◆ **Task**: Transcribe the listing below from its opening line up to and including the line that contains "--- Vault errors"; reproduce nothing else.

* * * * *

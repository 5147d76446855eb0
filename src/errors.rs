use std::time::Duration;

use thiserror::Error;
use uuid::Uuid;

use crate::session::AuthFailure;
use crate::validation::ValidationError;

/// All errors that can occur in SecureVault.
#[derive(Debug, Error)]
pub enum VaultError {
    // --- Input errors ---
    #[error("{0}")]
    Validation(#[from] ValidationError),

    // --- Vault errors ---
    #[error("Credential '{0}' not found")]
    NotFound(Uuid),

    #[error("Vault store is corrupt: {0}")]
    CorruptStore(String),

    #[error("Vault has not been loaded (call load first)")]
    VaultNotLoaded,

    #[error("Vault session is closed; sign in again")]
    SessionClosed,

    // --- Crypto errors ---
    #[error("Encryption failed: {0}")]
    EncryptionFailed(String),

    #[error("Key derivation failed: {0}")]
    KeyDerivationFailed(String),

    // --- Session errors ---
    #[error("{0}")]
    Auth(AuthFailure),

    #[error("A sign-in attempt is already in progress")]
    AuthInProgress,

    #[error("Already signed in; sign out first")]
    SessionActive,

    // --- Storage errors ---
    #[error("IO error: {0}")]
    Io(#[from] std::io::Error),

    #[error("Storage did not respond within {0:?}")]
    StorageTimeout(Duration),

    // --- Serialization errors ---
    #[error("Serialization error: {0}")]
    SerializationError(String),

    // --- Config errors ---
    #[error("Config file error: {0}")]
    ConfigError(String),

    // --- CLI errors ---
    #[error("Command failed: {0}")]
    CommandFailed(String),

    #[error("User cancelled operation")]
    UserCancelled,
}

impl From<AuthFailure> for VaultError {
    fn from(reason: AuthFailure) -> Self {
        Self::Auth(reason)
    }
}

/// Convenience type alias for SecureVault results.
pub type Result<T> = std::result::Result<T, VaultError>;
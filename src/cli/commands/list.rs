//! `securevault list`: display all credentials in a table.

use uuid::Uuid;

use crate::cli::output;
use crate::cli::view::VaultView;
use crate::cli::{open_vault, Cli};
use crate::errors::Result;

/// Execute the `list` command.
pub async fn execute(cli: &Cli, reveal: &[Uuid]) -> Result<()> {
    let session = open_vault(cli).await?;
    let result = session.store.list().await;
    let email = session.store.principal().email.clone();
    let records = session.finish(result).await?;

    let mut view = VaultView::new(records);
    for id in reveal {
        if !view.is_visible(*id) {
            view.toggle(*id)?;
        }
    }

    output::info(&format!("{email}: {} saved password(s)", view.len()));
    output::print_credentials_table(&view.rows());

    Ok(())
}
//! `securevault register`: create an account and its empty vault.

use crate::cli::output;
use crate::cli::{build_gate, prompt_email, prompt_new_password, Cli, Session};
use crate::errors::Result;

/// Execute the `register` command.
pub async fn execute(cli: &Cli) -> Result<()> {
    let gate = build_gate(cli)?;
    let email = prompt_email(cli)?;
    let (password, confirmation) = prompt_new_password()?;

    let store = gate.sign_up(&email, &password, &confirmation).await?;
    let session = Session { gate, store };

    let result = session.store.load().await;
    session.finish(result).await?;

    output::success(&format!("Account created for {email}"));
    output::tip("Run `securevault add <WEBSITE> <USERNAME>` to save a password.");
    Ok(())
}
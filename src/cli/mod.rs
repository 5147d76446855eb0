//! CLI module: Clap argument parser, prompts, output helpers, and command
//! implementations.

pub mod commands;
pub mod output;
pub mod view;

use std::path::PathBuf;
use std::sync::Arc;

use clap::Parser;
use uuid::Uuid;
use zeroize::Zeroizing;

use crate::config::Settings;
use crate::errors::{Result, VaultError};
use crate::identity::LocalIdentityProvider;
use crate::session::SessionGate;
use crate::storage::FileStorage;
use crate::vault::VaultStore;

/// Environment variable consulted before prompting for the account password.
pub const PASSWORD_ENV: &str = "SECUREVAULT_PASSWORD";

/// SecureVault CLI: encrypted per-account password vault.
#[derive(Parser)]
#[command(
    name = "securevault",
    about = "Encrypted per-account password vault",
    version
)]
pub struct Cli {
    #[command(subcommand)]
    pub command: Commands,

    /// Account email (prompted for when omitted)
    #[arg(long, env = "SECUREVAULT_EMAIL", global = true)]
    pub email: Option<String>,

    /// Data directory (default: .securevault, or `data_dir` from .securevault.toml)
    #[arg(long, global = true)]
    pub data_dir: Option<String>,
}

/// All available subcommands.
#[derive(clap::Subcommand)]
pub enum Commands {
    /// Create an account and its empty vault
    Register,

    /// Store a new website / username / password entry
    Add {
        /// Website URL (e.g. https://example.com)
        website: String,
        /// Username for the website
        username: String,
    },

    /// List stored credentials with passwords masked
    List {
        /// Show the password of these entries instead of masking it
        #[arg(long, value_name = "ID")]
        reveal: Vec<Uuid>,
    },

    /// Print one credential's password
    Show {
        /// Credential id (from `list`)
        id: Uuid,
    },

    /// Delete a credential
    Delete {
        /// Credential id (from `list`)
        id: Uuid,
        /// Skip confirmation prompt
        #[arg(short, long)]
        force: bool,
    },

    /// Erase every stored credential (recovers a corrupt vault)
    Reset {
        /// Skip confirmation prompt
        #[arg(short, long)]
        force: bool,
    },
}

// ---------------------------------------------------------------------------
// Shared helpers used by multiple commands
// ---------------------------------------------------------------------------

/// An open session: the gate and the vault it handed out.
pub struct Session {
    pub gate: SessionGate,
    pub store: Arc<VaultStore>,
}

impl Session {
    /// Sign out, then report the command's own error ahead of any
    /// sign-out failure.
    pub async fn finish<T>(self, result: Result<T>) -> Result<T> {
        let signed_out = self.gate.sign_out().await;
        let value = result?;
        signed_out?;
        Ok(value)
    }
}

/// Load settings from the working directory, applying `--data-dir`.
pub fn load_settings(cli: &Cli) -> Result<(PathBuf, Settings)> {
    let cwd = std::env::current_dir()?;
    let mut settings = Settings::load(&cwd)?;
    if let Some(dir) = &cli.data_dir {
        settings.data_dir = dir.clone();
    }
    Ok((cwd, settings))
}

/// Build a gate over the on-disk account directory and vault blobs.
pub fn build_gate(cli: &Cli) -> Result<SessionGate> {
    let (cwd, settings) = load_settings(cli)?;

    let provider = LocalIdentityProvider::open(
        settings.accounts_path(&cwd),
        settings.argon2_params(),
    )?;
    let storage = FileStorage::new(settings.data_path(&cwd));

    Ok(SessionGate::new(
        Arc::new(provider),
        Arc::new(storage),
        settings.gate_options(),
    ))
}

/// Sign in to an existing account. The returned vault is not loaded.
pub async fn sign_in(cli: &Cli) -> Result<Session> {
    let gate = build_gate(cli)?;
    let email = prompt_email(cli)?;
    let password = prompt_password()?;

    let store = gate.sign_in(&email, &password).await?;
    Ok(Session { gate, store })
}

/// Sign in and load the vault.
pub async fn open_vault(cli: &Cli) -> Result<Session> {
    let session = sign_in(cli).await?;
    if let Err(e) = session.store.load().await {
        return session.finish(Err(e)).await;
    }
    Ok(session)
}

/// The account email: `--email` / `SECUREVAULT_EMAIL`, else a prompt.
pub fn prompt_email(cli: &Cli) -> Result<String> {
    if let Some(email) = &cli.email {
        return Ok(email.clone());
    }

    dialoguer::Input::<String>::new()
        .with_prompt("Email")
        .interact_text()
        .map_err(|e| VaultError::CommandFailed(format!("email prompt: {e}")))
}

/// Get the account password, trying in order:
/// 1. `SECUREVAULT_PASSWORD` env var (CI/CD)
/// 2. Interactive prompt
///
/// Returns `Zeroizing<String>` so the password is wiped from memory on drop.
pub fn prompt_password() -> Result<Zeroizing<String>> {
    if let Some(pw) = password_from_env() {
        return Ok(pw);
    }

    let pw = dialoguer::Password::new()
        .with_prompt("Account password")
        .interact()
        .map_err(|e| VaultError::CommandFailed(format!("password prompt: {e}")))?;
    Ok(Zeroizing::new(pw))
}

/// Prompt for a new password and its confirmation (used by `register`).
///
/// Both are returned unchecked; the session gate compares them. With
/// `SECUREVAULT_PASSWORD` set, the variable serves as both.
pub fn prompt_new_password() -> Result<(Zeroizing<String>, Zeroizing<String>)> {
    if let Some(pw) = password_from_env() {
        let confirmation = pw.clone();
        return Ok((pw, confirmation));
    }

    let prompt = |text: &str| {
        dialoguer::Password::new()
            .with_prompt(text)
            .allow_empty_password(true)
            .interact()
            .map(Zeroizing::new)
            .map_err(|e| VaultError::CommandFailed(format!("password prompt: {e}")))
    };

    let password = prompt("Choose account password")?;
    let confirmation = prompt("Confirm account password")?;
    Ok((password, confirmation))
}

fn password_from_env() -> Option<Zeroizing<String>> {
    std::env::var(PASSWORD_ENV)
        .ok()
        .filter(|pw| !pw.is_empty())
        .map(Zeroizing::new)
}

/// Ask a yes/no question, defaulting to "no".
pub fn confirm(prompt: &str) -> Result<bool> {
    dialoguer::Confirm::new()
        .with_prompt(prompt)
        .default(false)
        .interact()
        .map_err(|e| VaultError::CommandFailed(format!("confirm prompt: {e}")))
}

#[cfg(test)]
mod tests {
    use super::*;
    use clap::CommandFactory;

    #[test]
    fn cli_definition_is_consistent() {
        Cli::command().debug_assert();
    }

    #[test]
    fn parses_global_flags_after_subcommand() {
        let cli = Cli::try_parse_from([
            "securevault",
            "list",
            "--email",
            "a@b.co",
            "--data-dir",
            "/tmp/sv",
        ])
        .unwrap();
        assert_eq!(cli.email.as_deref(), Some("a@b.co"));
        assert_eq!(cli.data_dir.as_deref(), Some("/tmp/sv"));
        assert!(matches!(cli.command, Commands::List { ref reveal } if reveal.is_empty()));
    }

    #[test]
    fn reveal_accepts_repeated_ids() {
        let a = Uuid::new_v4();
        let b = Uuid::new_v4();
        let cli = Cli::try_parse_from([
            "securevault",
            "list",
            "--reveal",
            &a.to_string(),
            "--reveal",
            &b.to_string(),
        ])
        .unwrap();
        match cli.command {
            Commands::List { reveal } => assert_eq!(reveal, vec![a, b]),
            _ => panic!("expected list"),
        }
    }

    #[test]
    fn rejects_malformed_ids() {
        assert!(Cli::try_parse_from(["securevault", "show", "not-a-uuid"]).is_err());
    }
}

* * * * *

◆ **The answer**:
repository 5147d76446855eb0
filename src/errors.rs
use std::time::Duration;

use thiserror::Error;
use uuid::Uuid;

use crate::session::AuthFailure;
use crate::validation::ValidationError;

/// All errors that can occur in SecureVault.
#[derive(Debug, Error)]
pub enum VaultError {
    // --- Input errors ---
    #[error("{0}")]
    Validation(#[from] ValidationError),

    // --- Vault errors ---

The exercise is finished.